OK. I’m being facetious, but even that might help alleviate the mess he’s in. One gets the sense the French media might have gone easier on Cunneyworth if they’d believed that French was the language of the locker room. Trouble is when your team is made up of eight players from English Canada, five Americans, 10 Europeans (none from France) and just three Quebeckers, there was never any need to speak French in the locker room. The Canadiens didn’t NEED a French-speaking coach.
And that might have Gauthier on the hot-seat.
Right now, his problem isn’t the nationality or heritage or even birthplace of his players. The problem is they don’t play hockey very well. Thursday night, they couldn’t give or take a pass, they checked weakly and often with only one hand on the stick, they didn’t like hitting much and weren’t strong on the puck. The fact they had stone hands and didn’t skate very hard was a mystery. When you consider Montreal whipped Winnipeg 5-1 in the season opener on Oct. 9, it’s hard to believe how bad the Canadiens have become.
This is a franchise that has won the Stanley Cup 24 times, but not once since 1993. It’s a franchise that has a wonderful history and is a remarkable ambassador for the city of Montreal, the province of Quebec and the French-speaking population of the province.
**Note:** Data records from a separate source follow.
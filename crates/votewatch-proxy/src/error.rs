use std::time::Duration;

use axum::{
    Json,
    http::{HeaderValue, StatusCode, header::CACHE_CONTROL},
    response::{IntoResponse, Response},
};
use serde_json::{Value, json};
use thiserror::Error;

use crate::config::ConfigError;

#[derive(Error, Debug)]
pub enum ProxyError {
    #[error("Missing required configuration: {}", .missing.join(", "))]
    MissingConfig { missing: Vec<&'static str> },

    #[error("Upstream timeout ({})", format_timeout(.timeout))]
    UpstreamTimeout { upstream: String, timeout: Duration },

    #[error("Upstream returned {status} {status_text}")]
    UpstreamStatus {
        status: u16,
        status_text: String,
        upstream: String,
        body_sample: String,
    },

    #[error("{message}")]
    InvalidShape {
        message: &'static str,
        upstream: String,
        body_sample: String,
    },

    #[error("Upstream request failed")]
    Network { upstream: String },
}

impl From<ConfigError> for ProxyError {
    fn from(err: ConfigError) -> Self {
        match err {
            ConfigError::Missing(missing) => ProxyError::MissingConfig { missing },
        }
    }
}

impl ProxyError {
    pub fn kind(&self) -> &'static str {
        match self {
            ProxyError::MissingConfig { .. } => "missing-config",
            ProxyError::UpstreamTimeout { .. } => "upstream-timeout",
            ProxyError::UpstreamStatus { .. } => "upstream-error",
            ProxyError::InvalidShape { .. } => "invalid-shape",
            ProxyError::Network { .. } => "network-failure",
        }
    }

    pub fn status_code(&self) -> StatusCode {
        match self {
            ProxyError::MissingConfig { .. } => StatusCode::INTERNAL_SERVER_ERROR,
            ProxyError::UpstreamTimeout { .. } => StatusCode::GATEWAY_TIMEOUT,
            ProxyError::UpstreamStatus { status, .. } => {
                StatusCode::from_u16(*status).unwrap_or(StatusCode::BAD_GATEWAY)
            }
            ProxyError::InvalidShape { .. } => StatusCode::BAD_GATEWAY,
            ProxyError::Network { .. } => StatusCode::SERVICE_UNAVAILABLE,
        }
    }

    fn body(&self) -> Value {
        let kind = self.kind();
        match self {
            ProxyError::MissingConfig { missing } => json!({
                "ok": false,
                "kind": kind,
                "error": self.to_string(),
                "missing": missing,
            }),
            ProxyError::UpstreamTimeout { upstream, .. } | ProxyError::Network { upstream } => {
                json!({
                    "ok": false,
                    "kind": kind,
                    "error": self.to_string(),
                    "upstream": upstream,
                })
            }
            ProxyError::UpstreamStatus {
                status,
                status_text,
                upstream,
                body_sample,
            } => json!({
                "ok": false,
                "kind": kind,
                "status": status,
                "statusText": status_text,
                "upstream": upstream,
                "bodySample": body_sample,
            }),
            ProxyError::InvalidShape {
                message,
                upstream,
                body_sample,
            } => json!({
                "ok": false,
                "kind": kind,
                "error": message,
                "upstream": upstream,
                "bodySample": body_sample,
            }),
        }
    }
}

impl IntoResponse for ProxyError {
    fn into_response(self) -> Response {
        let mut response = (self.status_code(), Json(self.body())).into_response();
        response
            .headers_mut()
            .insert(CACHE_CONTROL, HeaderValue::from_static("no-store"));
        response
    }
}

fn format_timeout(timeout: &Duration) -> String {
    let ms = timeout.as_millis();
    if ms % 1000 == 0 {
        format!("{}s", ms / 1000)
    } else {
        format!("{ms}ms")
    }
}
But right now, it’s an embarrassment. A series of questionable first-round draft picks – Eric Chouinard in 1998, Alexander Buturlin in 1999, Kyle Chipchura in 2004, David Fischer in 2006 – and some good picks that were eventually traded away (Guillaume Latendresse in 2005, Mark Streit in 2004, Maxin Lapierre in 2003, Chris Higgins in 2002, Mike Komisarek in 2001, Ron Hainsey in 2000 and Mike Ribeiro in 1998), have left the Canadiens with a roster that should be in the bottom third of the league.
In the meantime, Cunneyworth, who says he hasn’t read any of the criticism that has been leveled against him (and his inability to speak French), believes his team will get better.
“Hey, it’s a tough league," he told reporters on Thursday morning. "There are a lot of good teams in this league and we’re one of them. Right now we’re not playing our best, so if we start playing our best we’ll be right there.”
His inability to speak French obviously isn’t his biggest problem. After that statement, his biggest problem is that he’s delusional.